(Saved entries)

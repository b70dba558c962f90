//! Payload codecs: content decoding, line protocol, and JSON.
#![deny(warnings)]
#![deny(missing_docs)]

use std::sync::Arc;

use harbor_core::ingest::Parser;
use serde::Deserialize;

pub mod decode;
pub mod json;
pub mod line_protocol;

use self::{
    json::{JsonConfiguration, JsonParser},
    line_protocol::{LineProtocolParser, Precision},
};

/// Payload data formats.
#[derive(Clone, Copy, Debug, Default, Deserialize, Eq, PartialEq)]
#[serde(rename_all = "snake_case")]
pub enum DataFormat {
    /// Line protocol.
    #[default]
    LineProtocol,

    /// JSON objects, or arrays of objects.
    Json,
}

/// Parser configuration.
///
/// Meant to be flattened into a source's configuration, so that `data_format` and the format-specific options sit next
/// to the rest of the source settings.
#[derive(Clone, Debug, Default, Deserialize)]
pub struct ParserConfiguration {
    /// Format of decoded payloads.
    ///
    /// Defaults to line protocol.
    #[serde(default)]
    pub data_format: DataFormat,

    /// Unit of line protocol timestamps.
    ///
    /// Defaults to nanoseconds.
    #[serde(default)]
    pub precision: Precision,

    /// Options for the JSON format.
    #[serde(flatten)]
    pub json: JsonConfiguration,
}

impl ParserConfiguration {
    /// Builds the parser for the configured data format.
    pub fn build(&self) -> Arc<dyn Parser> {
        match self.data_format {
            DataFormat::LineProtocol => Arc::new(LineProtocolParser::new().with_precision(self.precision)),
            DataFormat::Json => Arc::new(JsonParser::new(self.json.clone())),
        }
    }
}

#[cfg(test)]
mod tests {
    use harbor_core::data_model::FieldValue;

    use super::*;

    #[test]
    fn builds_configured_parser() {
        let config: ParserConfiguration =
            serde_json::from_str(r#"{"data_format": "json", "json_name_key": "name"}"#).unwrap();
        let metrics = config.build().parse(br#"{"name": "mem", "used": 3}"#).unwrap();
        assert_eq!(metrics[0].name(), "mem");

        let config = ParserConfiguration::default();
        let metrics = config.build().parse(b"mem used=3i").unwrap();
        assert_eq!(metrics[0].fields().get("used"), Some(&FieldValue::Integer(3)));
    }
}
//! Retry backoff for source-level failures.

use std::{
    sync::{Arc, Mutex},
    time::Duration,
};

use rand::{rngs::StdRng, Rng as _, SeedableRng as _};
use tokio_util::sync::CancellationToken;

/// Default minimum backoff when a source fails to receive.
pub const DEFAULT_MIN_BACKOFF: Duration = Duration::from_millis(100);

/// Default maximum backoff when a source fails to receive.
pub const DEFAULT_MAX_BACKOFF: Duration = Duration::from_secs(30);

/// Default jitter factor.
pub const DEFAULT_JITTER_FACTOR: f64 = 2.0;

#[derive(Clone, Debug)]
enum JitterRng {
    Thread,
    Seeded(Arc<Mutex<StdRng>>),
}

impl JitterRng {
    fn sample(&self, lower: Duration, upper: Duration) -> Duration {
        match self {
            Self::Thread => rand::rng().random_range(lower..=upper),
            Self::Seeded(rng) => rng.lock().unwrap().random_range(lower..=upper),
        }
    }
}

/// An exponential backoff strategy.
///
/// Durations double with each consecutive error, starting from the minimum and capped at the maximum. With a jitter
/// factor above 1.0, each duration `D` is instead drawn uniformly from `D/factor..=D`, so that many sources failing at
/// once don't retry in lockstep.
#[derive(Clone, Debug)]
pub struct ExponentialBackoff {
    min_backoff: Duration,
    max_backoff: Duration,
    jitter_factor: f64,
    rng: JitterRng,
}

impl ExponentialBackoff {
    /// Creates a new `ExponentialBackoff` without jitter.
    pub fn new(min_backoff: Duration, max_backoff: Duration) -> Self {
        Self::with_jitter(min_backoff, max_backoff, 1.0)
    }

    /// Creates a new `ExponentialBackoff` with the given jitter factor.
    ///
    /// A factor of 1.0 or less disables jitter.
    pub fn with_jitter(min_backoff: Duration, max_backoff: Duration, jitter_factor: f64) -> Self {
        Self {
            min_backoff,
            max_backoff: max_backoff.max(min_backoff),
            jitter_factor: jitter_factor.max(1.0),
            rng: JitterRng::Thread,
        }
    }

    /// Uses a deterministic random number generator seeded with `seed` for jitter.
    ///
    /// Intended for tests.
    pub fn with_seed(mut self, seed: u64) -> Self {
        self.rng = JitterRng::Seeded(Arc::new(Mutex::new(StdRng::seed_from_u64(seed))));
        self
    }

    /// Returns the backoff duration after `error_count` consecutive errors.
    pub fn get_backoff_duration(&self, error_count: u32) -> Duration {
        if error_count == 0 {
            return self.min_backoff;
        }

        let mut backoff = self.min_backoff.saturating_mul(2u32.saturating_pow(error_count));
        if self.jitter_factor > 1.0 {
            backoff = self.rng.sample(backoff.div_f64(self.jitter_factor), backoff);
        }

        backoff.clamp(self.min_backoff, self.max_backoff)
    }

    /// Sleeps for the backoff duration after `error_count` consecutive errors.
    ///
    /// Returns `false` if `cancel` fired before the sleep completed.
    pub async fn wait(&self, error_count: u32, cancel: &CancellationToken) -> bool {
        let duration = self.get_backoff_duration(error_count);
        tokio::select! {
            biased;

            _ = cancel.cancelled() => false,
            _ = tokio::time::sleep(duration) => true,
        }
    }
}

impl Default for ExponentialBackoff {
    fn default() -> Self {
        Self::with_jitter(DEFAULT_MIN_BACKOFF, DEFAULT_MAX_BACKOFF, DEFAULT_JITTER_FACTOR)
    }
}

#[cfg(test)]
mod tests {
    use proptest::prelude::*;

    use super::*;

    fn arb_backoff(jitter_factor: f64) -> impl Strategy<Value = ExponentialBackoff> {
        (1u64..=1_000_000_000, 0u64..=1_000_000_000_000, any::<u64>()).prop_map(move |(min, extra, seed)| {
            ExponentialBackoff::with_jitter(
                Duration::from_nanos(min),
                Duration::from_nanos(min.saturating_add(extra)),
                jitter_factor,
            )
            .with_seed(seed)
        })
    }

    #[test]
    fn doubles_until_capped() {
        let backoff = ExponentialBackoff::new(Duration::from_millis(100), Duration::from_secs(1));

        assert_eq!(backoff.get_backoff_duration(0), Duration::from_millis(100));
        assert_eq!(backoff.get_backoff_duration(1), Duration::from_millis(200));
        assert_eq!(backoff.get_backoff_duration(3), Duration::from_millis(800));
        assert_eq!(backoff.get_backoff_duration(4), Duration::from_secs(1));
        assert_eq!(backoff.get_backoff_duration(u32::MAX), Duration::from_secs(1));
    }

    #[tokio::test(start_paused = true)]
    async fn wait_observes_cancellation() {
        let backoff = ExponentialBackoff::default();
        let cancel = CancellationToken::new();

        assert!(backoff.wait(0, &cancel).await);

        cancel.cancel();
        assert!(!backoff.wait(10, &cancel).await);
    }

    proptest! {
        #[test]
        fn property_test_no_jitter_is_monotonic(
            backoff in arb_backoff(1.0),
            error_count in 0..u32::MAX,
            increase in 1..5u32,
        ) {
            let first = backoff.get_backoff_duration(error_count);
            let second = backoff.get_backoff_duration(error_count.saturating_add(increase));

            prop_assert_eq!(first, backoff.get_backoff_duration(error_count));
            prop_assert!(first <= second);
            prop_assert!(first >= backoff.min_backoff && second <= backoff.max_backoff);
        }

        #[test]
        fn property_test_jitter_stays_in_bounds(
            backoff in arb_backoff(DEFAULT_JITTER_FACTOR),
            error_count in 0..u32::MAX,
        ) {
            let duration = backoff.get_backoff_duration(error_count);

            prop_assert!(duration >= backoff.min_backoff);
            prop_assert!(duration <= backoff.max_backoff);
        }
    }
}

(Work request)
Only certain lines are wanted. Please return exactly those from the top of the data through the line with "to line protocol.".

(Result of this exercise)
repository b70dba558c962f90
//! Payload codecs: content decoding, line protocol, and JSON.
#![deny(warnings)]
#![deny(missing_docs)]

use std::sync::Arc;

use harbor_core::ingest::Parser;
use serde::Deserialize;

pub mod decode;
pub mod json;
pub mod line_protocol;

use self::{
    json::{JsonConfiguration, JsonParser},
    line_protocol::{LineProtocolParser, Precision},
};

/// Payload data formats.
#[derive(Clone, Copy, Debug, Default, Deserialize, Eq, PartialEq)]
#[serde(rename_all = "snake_case")]
pub enum DataFormat {
    /// Line protocol.
    #[default]
    LineProtocol,

    /// JSON objects, or arrays of objects.
    Json,
}

/// Parser configuration.
///
/// Meant to be flattened into a source's configuration, so that `data_format` and the format-specific options sit next
/// to the rest of the source settings.
#[derive(Clone, Debug, Default, Deserialize)]
pub struct ParserConfiguration {
    /// Format of decoded payloads.
    ///
    /// Defaults to line protocol.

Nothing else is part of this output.